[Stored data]

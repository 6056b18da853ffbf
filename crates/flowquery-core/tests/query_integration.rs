//! End-to-end tests for composing, merging and executing queries.

use chrono::{TimeZone, Utc};
use flowquery_core::entity::{HistoricProcessInstanceQuery, Task, TaskField, TaskQuery};
use flowquery_core::filter::{from_json, to_json};
use flowquery_core::query::{EmptyReason, Page};
use flowquery_core::security::IdentityProvider;
use flowquery_core::{
    BoxError, DefaultSerializers, Dialect, EngineConfig, ExecutionSink, FilterService,
    MemoryIdentityProvider, MemoryStore, OrderDirection, Plan, PreparedQuery, QueryContext,
    QueryError, Record, SavedFilter, VariableScope, VariableValue,
};
use pretty_assertions::assert_eq;
use serde_json::json;
use std::sync::atomic::{AtomicUsize, Ordering};

/// Fails the test if the query reaches the executor.
struct UnreachableSink;

impl ExecutionSink<Task> for UnreachableSink {
    type Item = Record;

    fn count(&self, _query: &PreparedQuery<Task>) -> Result<u64, BoxError> {
        panic!("unsatisfiable query was executed");
    }

    fn list(&self, _query: &PreparedQuery<Task>, _page: Option<Page>) -> Result<Vec<Record>, BoxError> {
        panic!("unsatisfiable query was executed");
    }
}

struct CountingIdentity {
    inner: MemoryIdentityProvider,
    calls: AtomicUsize,
}

impl CountingIdentity {
    fn new(inner: MemoryIdentityProvider) -> Self {
        Self {
            inner,
            calls: AtomicUsize::new(0),
        }
    }

    fn calls(&self) -> usize {
        self.calls.load(Ordering::SeqCst)
    }
}

impl IdentityProvider for CountingIdentity {
    fn groups_of_user(&self, user_id: &str) -> Result<Vec<String>, BoxError> {
        self.calls.fetch_add(1, Ordering::SeqCst);
        self.inner.groups_of_user(user_id)
    }
}

struct FailingIdentity;

impl IdentityProvider for FailingIdentity {
    fn groups_of_user(&self, user_id: &str) -> Result<Vec<String>, BoxError> {
        Err(format!("directory unavailable for {}", user_id).into())
    }
}

fn identity() -> MemoryIdentityProvider {
    MemoryIdentityProvider::new()
        .with_membership("kermit", "accounting")
        .with_membership("kermit", "management")
        .with_membership("gonzo", "sales")
}
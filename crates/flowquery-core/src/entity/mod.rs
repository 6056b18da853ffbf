//! Entity query surfaces.
//!
//! Each entity declares its field enum and static rule tables, and adds
//! named builder methods on top of the shared [`Query`](crate::query::Query)
//! composer.

/// Generates the variable comparison methods for one variable scope.
macro_rules! variable_filters {
    (
        $scope:expr,
        $value:ident,
        $eq:ident,
        $neq:ident,
        $gt:ident,
        $gteq:ident,
        $lt:ident,
        $lteq:ident,
        $like:ident,
        $not_like:ident
    ) => {
        /// Compare a variable with an explicit operator.
        pub fn $value(
            &mut self,
            name: impl Into<String>,
            operator: $crate::QueryOperator,
            value: impl Into<$crate::VariableValue>,
        ) -> $crate::QueryResult<&mut Self> {
            self.add_variable(name, $scope, operator, value)
        }

        pub fn $eq(
            &mut self,
            name: impl Into<String>,
            value: impl Into<$crate::VariableValue>,
        ) -> $crate::QueryResult<&mut Self> {
            self.add_variable(name, $scope, $crate::QueryOperator::Equals, value)
        }

        pub fn $neq(
            &mut self,
            name: impl Into<String>,
            value: impl Into<$crate::VariableValue>,
        ) -> $crate::QueryResult<&mut Self> {
            self.add_variable(name, $scope, $crate::QueryOperator::NotEquals, value)
        }

        pub fn $gt(
            &mut self,
            name: impl Into<String>,
            value: impl Into<$crate::VariableValue>,
        ) -> $crate::QueryResult<&mut Self> {
            self.add_variable(name, $scope, $crate::QueryOperator::GreaterThan, value)
        }

        pub fn $gteq(
            &mut self,
            name: impl Into<String>,
            value: impl Into<$crate::VariableValue>,
        ) -> $crate::QueryResult<&mut Self> {
            self.add_variable(name, $scope, $crate::QueryOperator::GreaterThanOrEqual, value)
        }

        pub fn $lt(
            &mut self,
            name: impl Into<String>,
            value: impl Into<$crate::VariableValue>,
        ) -> $crate::QueryResult<&mut Self> {
            self.add_variable(name, $scope, $crate::QueryOperator::LessThan, value)
        }

        pub fn $lteq(
            &mut self,
            name: impl Into<String>,
            value: impl Into<$crate::VariableValue>,
        ) -> $crate::QueryResult<&mut Self> {
            self.add_variable(name, $scope, $crate::QueryOperator::LessThanOrEqual, value)
        }

        pub fn $like(&mut self, name: impl Into<String>, pattern: impl Into<String>) -> $crate::QueryResult<&mut Self> {
            self.add_variable(name, $scope, $crate::QueryOperator::Like, pattern.into())
        }

        pub fn $not_like(
            &mut self,
            name: impl Into<String>,
            pattern: impl Into<String>,
        ) -> $crate::QueryResult<&mut Self> {
            self.add_variable(name, $scope, $crate::QueryOperator::NotLike, pattern.into())
        }
    };
}

pub mod historic_process_instance;
pub mod process_instance;
pub mod task;

pub use historic_process_instance::{HistoricProcessInstance, HistoricProcessInstanceField, HistoricProcessInstanceQuery};
pub use process_instance::{ProcessInstance, ProcessInstanceField, ProcessInstanceQuery};
pub use task::{Task, TaskField, TaskQuery};
//! Variable conditions and their normalization.

pub mod condition;
pub mod serializer;

pub use condition::VariableCondition;
pub use serializer::{DefaultSerializers, SerializerRegistry, ValueSerializer};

• **ACTION ITEM**
Write out every entry once more, precisely as it stands.

• **RESULT**
repository 6056b18da853ffbf
filename crates/flowquery-core/tests/query_integration.rs
//! End-to-end tests for composing, merging and executing queries.

use chrono::{TimeZone, Utc};
use flowquery_core::entity::{HistoricProcessInstanceQuery, Task, TaskField, TaskQuery};
use flowquery_core::filter::{from_json, to_json};
use flowquery_core::query::{EmptyReason, Page};
use flowquery_core::security::IdentityProvider;
use flowquery_core::{
    BoxError, DefaultSerializers, Dialect, EngineConfig, ExecutionSink, FilterService,
    MemoryIdentityProvider, MemoryStore, OrderDirection, Plan, PreparedQuery, QueryContext,
    QueryError, Record, SavedFilter, VariableScope, VariableValue,
};
use pretty_assertions::assert_eq;
use serde_json::json;
use std::sync::atomic::{AtomicUsize, Ordering};

/// Fails the test if the query reaches the executor.
struct UnreachableSink;

impl ExecutionSink<Task> for UnreachableSink {
    type Item = Record;

    fn count(&self, _query: &PreparedQuery<Task>) -> Result<u64, BoxError> {
        panic!("unsatisfiable query was executed");
    }

    fn list(&self, _query: &PreparedQuery<Task>, _page: Option<Page>) -> Result<Vec<Record>, BoxError> {
        panic!("unsatisfiable query was executed");
    }
}

struct CountingIdentity {
    inner: MemoryIdentityProvider,
    calls: AtomicUsize,
}

impl CountingIdentity {
    fn new(inner: MemoryIdentityProvider) -> Self {
        Self {
            inner,
            calls: AtomicUsize::new(0),
        }
    }

    fn calls(&self) -> usize {
        self.calls.load(Ordering::SeqCst)
    }
}

impl IdentityProvider for CountingIdentity {
    fn groups_of_user(&self, user_id: &str) -> Result<Vec<String>, BoxError> {
        self.calls.fetch_add(1, Ordering::SeqCst);
        self.inner.groups_of_user(user_id)
    }
}

struct FailingIdentity;

impl IdentityProvider for FailingIdentity {
    fn groups_of_user(&self, user_id: &str) -> Result<Vec<String>, BoxError> {
        Err(format!("directory unavailable for {}", user_id).into())
    }
}

fn identity() -> MemoryIdentityProvider {
    MemoryIdentityProvider::new()
        .with_membership("kermit", "accounting")
        .with_membership("kermit", "management")
        .with_membership("gonzo", "sales")
}
filename crates/flowquery-core/src/entity/mod.rs
repository 6056b18da853ffbf
//! Entity query surfaces.
//!
//! Each entity declares its field enum and static rule tables, and adds
//! named builder methods on top of the shared [`Query`](crate::query::Query)
//! composer.

/// Generates the variable comparison methods for one variable scope.
macro_rules! variable_filters {
    (
        $scope:expr,
        $value:ident,
        $eq:ident,
        $neq:ident,
        $gt:ident,
        $gteq:ident,
        $lt:ident,
        $lteq:ident,
        $like:ident,
        $not_like:ident
    ) => {
        /// Compare a variable with an explicit operator.
        pub fn $value(
            &mut self,
            name: impl Into<String>,
            operator: $crate::QueryOperator,
            value: impl Into<$crate::VariableValue>,
        ) -> $crate::QueryResult<&mut Self> {
            self.add_variable(name, $scope, operator, value)
        }

        pub fn $eq(
            &mut self,
            name: impl Into<String>,
            value: impl Into<$crate::VariableValue>,
        ) -> $crate::QueryResult<&mut Self> {
            self.add_variable(name, $scope, $crate::QueryOperator::Equals, value)
        }

        pub fn $neq(
            &mut self,
            name: impl Into<String>,
            value: impl Into<$crate::VariableValue>,
        ) -> $crate::QueryResult<&mut Self> {
            self.add_variable(name, $scope, $crate::QueryOperator::NotEquals, value)
        }

        pub fn $gt(
            &mut self,
            name: impl Into<String>,
            value: impl Into<$crate::VariableValue>,
        ) -> $crate::QueryResult<&mut Self> {
            self.add_variable(name, $scope, $crate::QueryOperator::GreaterThan, value)
        }

        pub fn $gteq(
            &mut self,
            name: impl Into<String>,
            value: impl Into<$crate::VariableValue>,
        ) -> $crate::QueryResult<&mut Self> {
            self.add_variable(name, $scope, $crate::QueryOperator::GreaterThanOrEqual, value)
        }

        pub fn $lt(
            &mut self,
            name: impl Into<String>,
            value: impl Into<$crate::VariableValue>,
        ) -> $crate::QueryResult<&mut Self> {
            self.add_variable(name, $scope, $crate::QueryOperator::LessThan, value)
        }

        pub fn $lteq(
            &mut self,
            name: impl Into<String>,
            value: impl Into<$crate::VariableValue>,
        ) -> $crate::QueryResult<&mut Self> {
            self.add_variable(name, $scope, $crate::QueryOperator::LessThanOrEqual, value)
        }

        pub fn $like(&mut self, name: impl Into<String>, pattern: impl Into<String>) -> $crate::QueryResult<&mut Self> {
            self.add_variable(name, $scope, $crate::QueryOperator::Like, pattern.into())
        }

        pub fn $not_like(
            &mut self,
            name: impl Into<String>,
            pattern: impl Into<String>,
        ) -> $crate::QueryResult<&mut Self> {
            self.add_variable(name, $scope, $crate::QueryOperator::NotLike, pattern.into())
        }
    };
}

pub mod historic_process_instance;
pub mod process_instance;
pub mod task;

pub use historic_process_instance::{HistoricProcessInstance, HistoricProcessInstanceField, HistoricProcessInstanceQuery};
pub use process_instance::{ProcessInstance, ProcessInstanceField, ProcessInstanceQuery};
pub use task::{Task, TaskField, TaskQuery};
//! Variable conditions and their normalization.

pub mod condition;
pub mod serializer;

pub use condition::VariableCondition;
pub use serializer::{DefaultSerializers, SerializerRegistry, ValueSerializer};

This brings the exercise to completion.